On North Campus, in a small room with cream-colored block walls, are an industrial strength metal desk, a Chinese scroll unrolled to show its black and white figures, and what only can be described as a beat-up piano. This is the office of award-winning composer Bright Sheng.

Here, encompassed in an environment Sheng says is fertile both for faculty and students, the composer finds the balance of academic and mainstream styles essential to his craft. "I don't really need to teach," Sheng says. "If I weren't teaching, I'd have more time. But I don't treat teaching as a job. It is a great honor to be with a major university. I like the academic side, the access to libraries."

The recipient of a 2001 MacArthur Foundation Fellowship for his innovative works, Sheng is a composer who, the foundation writes, "bridges East and West, lyrical and dissonant styles, and historical and contemporary themes to create elegant compositions with a distinctive signature."

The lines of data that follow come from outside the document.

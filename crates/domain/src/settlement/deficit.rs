//! Proportional allocation of a network deficit across consumers.

use serde::{Deserialize, Serialize};

use crate::error::ValidationError;
use crate::unit::UnitKind;

use super::balance::NetworkBalance;

/// What to do with a computed deficit share.
///
/// The share is always computed and exposed on each unit; the policy only
/// decides whether it is folded into the unit's `total_cost`.
#[derive(Debug, Clone, Copy, PartialEq, Eq, Default, Serialize, Deserialize)]
#[serde(rename_all = "lowercase")]
pub enum DeficitPolicy {
    /// `total_cost = base_cost + deficit_share`.
    #[default]
    Bill,
    /// `total_cost = base_cost`; the share is informational.
    Report,
}

impl std::str::FromStr for DeficitPolicy {
    type Err = ValidationError;

    fn from_str(s: &str) -> Result<Self, Self::Err> {
        match s {
            "bill" => Ok(Self::Bill),
            "report" => Ok(Self::Report),
            other => Err(ValidationError::UnknownDeficitPolicy(other.to_string())),
        }
    }
}

/// Distributes the monetary cost of a deficit across consumer units.
pub struct DeficitAllocator;

impl DeficitAllocator {
    /// Allocate `|net_balance| * rate` to consumers by consumption share.
    ///
    /// Returns the balance unchanged when the network is not in deficit or
    /// when consumers have no consumption to weigh the shares by.
    #[must_use]
    pub fn allocate(mut balance: NetworkBalance, rate: f64, policy: DeficitPolicy) -> NetworkBalance {
        if !balance.is_deficit() {
            return balance;
        }

        let consumer_consumption = balance.consumer_consumption_kwh();
        if consumer_consumption <= 0.0 {
            return balance;
        }

        let deficit_cost = balance.deficit_kwh() * rate;

        for unit in balance
            .units
            .iter_mut()
            .filter(|unit| unit.kind == UnitKind::Consumer)
        {
            let proportion = unit.consumption_kwh / consumer_consumption;
            unit.deficit_share = proportion * deficit_cost;
            unit.total_cost = match policy {
                DeficitPolicy::Bill => unit.base_cost + unit.deficit_share,
                DeficitPolicy::Report => unit.base_cost,
            };
        }

        balance.total_cost = balance.units.iter().map(|unit| unit.total_cost).sum();
        balance
    }
}

#[cfg(test)]
mod tests {
    use std::collections::HashMap;

    use super::*;
    use crate::id::{NetworkId, UnitId};
    use crate::settlement::balance::BalanceCalculator;
    use crate::settlement::rates::RateTable;
    use crate::unit::Unit;

    const EPSILON: f64 = 1e-9;

    fn unit(name: &str, kind: UnitKind) -> Unit {
        Unit::builder()
            .name(name)
            .kind(kind)
            .network_id(NetworkId::new())
            .build()
            .unwrap()
    }

    fn settle(
        units: &[Unit],
        quantities: &[(UnitId, f64)],
        rate: f64,
        policy: DeficitPolicy,
    ) -> NetworkBalance {
        let quantities: HashMap<UnitId, f64> = quantities.iter().copied().collect();
        let balance = BalanceCalculator::compute(units, &quantities, &RateTable::flat(rate));
        DeficitAllocator::allocate(balance, rate, policy)
    }

    #[test]
    fn should_allocate_reference_deficit_proportionally() {
        let a = unit("A", UnitKind::Consumer);
        let b = unit("B", UnitKind::Consumer);
        let g = unit("G", UnitKind::Generator);

        let balance = settle(
            &[a.clone(), b.clone(), g.clone()],
            &[(a.id, 100.0), (b.id, 300.0), (g.id, 300.0)],
            0.75,
            DeficitPolicy::Bill,
        );

        assert!((balance.total_consumption_kwh - 400.0).abs() < EPSILON);
        assert!((balance.total_generation_kwh - 300.0).abs() < EPSILON);
        assert!((balance.net_balance_kwh + 100.0).abs() < EPSILON);

        let (ra, rb, rg) = (&balance.units[0], &balance.units[1], &balance.units[2]);
        assert!((ra.base_cost - 75.0).abs() < EPSILON);
        assert!((rb.base_cost - 225.0).abs() < EPSILON);
        assert!((ra.deficit_share - 18.75).abs() < EPSILON);
        assert!((rb.deficit_share - 56.25).abs() < EPSILON);
        assert!((ra.total_cost - 93.75).abs() < EPSILON);
        assert!((rb.total_cost - 281.25).abs() < EPSILON);
        assert!(rg.deficit_share.abs() < EPSILON);
        assert!(rg.total_cost.abs() < EPSILON);
        assert!((balance.total_cost - 375.0).abs() < EPSILON);
    }

    #[test]
    fn should_sum_shares_to_deficit_cost() {
        let consumers: Vec<Unit> = (0..5)
            .map(|i| unit(&format!("c{i}"), UnitKind::Consumer))
            .collect();
        let generator = unit("g", UnitKind::Generator);
        let mut quantities: Vec<(UnitId, f64)> = consumers
            .iter()
            .zip([17.3, 0.0, 250.9, 3.1, 99.7])
            .map(|(u, q)| (u.id, q))
            .collect();
        quantities.push((generator.id, 42.0));
        let mut units = consumers.clone();
        units.push(generator);
        let rate = 0.91;

        let balance = settle(&units, &quantities, rate, DeficitPolicy::Bill);

        let expected = -balance.net_balance_kwh * rate;
        assert!((balance.total_deficit_share() - expected).abs() < 1e-6);
        let consumer_total: f64 = balance.units.iter().map(|u| u.total_cost).sum();
        assert!((consumer_total - balance.total_cost).abs() < EPSILON);
    }

    #[test]
    fn should_not_allocate_when_in_surplus() {
        let a = unit("A", UnitKind::Consumer);
        let b = unit("B", UnitKind::Consumer);
        let g = unit("G", UnitKind::Generator);

        let balance = settle(
            &[a.clone(), b.clone(), g.clone()],
            &[(a.id, 100.0), (b.id, 300.0), (g.id, 500.0)],
            0.75,
            DeficitPolicy::Bill,
        );

        assert!((balance.net_balance_kwh - 100.0).abs() < EPSILON);
        for row in &balance.units {
            assert!(row.deficit_share.abs() < EPSILON);
            assert!((row.total_cost - row.base_cost).abs() < EPSILON);
        }
        assert!((balance.total_cost - 300.0).abs() < EPSILON);
    }

    #[test]
    fn should_not_allocate_when_exactly_balanced() {
        let a = unit("A", UnitKind::Consumer);
        let g = unit("G", UnitKind::Generator);
        let balance = settle(
            &[a.clone(), g.clone()],
            &[(a.id, 100.0), (g.id, 100.0)],
            0.75,
            DeficitPolicy::Bill,
        );
        assert!(balance.total_deficit_share().abs() < EPSILON);
    }

    #[test]
    fn should_skip_allocation_when_consumers_have_no_consumption() {
        let a = unit("A", UnitKind::Consumer);
        let balance = NetworkBalance {
            net_balance_kwh: -50.0,
            ..BalanceCalculator::compute(
                std::slice::from_ref(&a),
                &HashMap::from([(a.id, 0.0)]),
                &RateTable::flat(0.75),
            )
        };

        let allocated = DeficitAllocator::allocate(balance, 0.75, DeficitPolicy::Bill);
        assert!(allocated.units[0].deficit_share.abs() < EPSILON);
        assert!(!allocated.units[0].deficit_share.is_nan());
    }

    #[test]
    fn should_skip_allocation_when_there_are_no_consumers() {
        let g = unit("G", UnitKind::Generator);
        let balance = NetworkBalance {
            net_balance_kwh: -10.0,
            ..BalanceCalculator::compute(
                std::slice::from_ref(&g),
                &HashMap::from([(g.id, 0.0)]),
                &RateTable::flat(0.75),
            )
        };

        let allocated = DeficitAllocator::allocate(balance, 0.75, DeficitPolicy::Bill);
        assert!(allocated.total_deficit_share().abs() < EPSILON);
        assert!(allocated.total_cost.abs() < EPSILON);
    }

    #[test]
    fn should_expose_share_without_billing_it_under_report_policy() {
        let a = unit("A", UnitKind::Consumer);
        let b = unit("B", UnitKind::Consumer);
        let g = unit("G", UnitKind::Generator);

        let balance = settle(
            &[a.clone(), b.clone(), g.clone()],
            &[(a.id, 100.0), (b.id, 300.0), (g.id, 300.0)],
            0.75,
            DeficitPolicy::Report,
        );

        assert!((balance.units[0].deficit_share - 18.75).abs() < EPSILON);
        assert!((balance.units[0].total_cost - 75.0).abs() < EPSILON);
        assert!((balance.total_cost - 300.0).abs() < EPSILON);
    }

    #[test]
    fn should_parse_policy_names() {
        assert_eq!("bill".parse::<DeficitPolicy>().unwrap(), DeficitPolicy::Bill);
        assert_eq!(
            "report".parse::<DeficitPolicy>().unwrap(),
            DeficitPolicy::Report
        );
        assert!("waive".parse::<DeficitPolicy>().is_err());
    }
}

There are, he says, only three reasons to teach.

The first is to learn from the students. "It's great to be around young people and to learn what they are up to. Since teaching requires organizing one's thoughts, that's a second asset," Sheng says. "You are looking at other people's works, perhaps through serving on a dissertation committee. You have to concentrate on both the intellectual and practical or theoretical side of the music."

The third motivation for teaching is an obligation owed to his own teachers—to pass on to his students that which he learned from his teachers. "I was fortunate to study with many great teachers," Sheng says. One of those teachers was Leonard Bernstein with whom he was associated for about five years. "Bernstein was foremost a teacher," Sheng says.

Sheng shares the compositions he is working on with his students. That includes his most recent opera, "Madame Mao," which premiered at the Santa Fe Opera July 26. "The students are audacious," Sheng says. "I care more about what my students think about my work than I do about what my colleagues think. Students tell the truth. I talked to my students about my approach to 'Madame Mao,' including the story, musical and dramatic approach to the opera. They told me, 'That's cool or that's not cool'."

An example of the close student-teacher relationship Sheng engenders occurred in the winter of 2000-01. Taking advantage of the freedom offered by the MacArthur award, Sheng took a yearlong sabbatical, even though he missed the student contact. The feeling was mutual. One snowy night while Sheng was working late at his home in the Michigan countryside, a group of his students appeared at the door with a cake. Supposedly they just happened to be in the neighborhood.

Sheng gave a staged reading of the first act of "Madame Mao" last year at U-M's Festival of New Works, a developmental theater designed to give creative artists a means to obtain audience feedback for new screenplays, plays and musicals. The opera, in the format of Chinese opera with some dancing, chronicles the life of China's Jiang Qing, otherwise known as Madame Mao, a naïve young actress who, after marrying communist ruler Mao Zedong, came to have great political clout. "We found out from that audience what works and what doesn't," Sheng says. "The first act ended in a place that was not logical, so we had to move two more scenes into that act. It was a rough run-through, but it was good to get audience reaction."

Whether "Madame Mao" is a success or not, Sheng says he has made up his mind: "I will not write more than one opera every 10 years."--By Joanne Nesbit, News Service.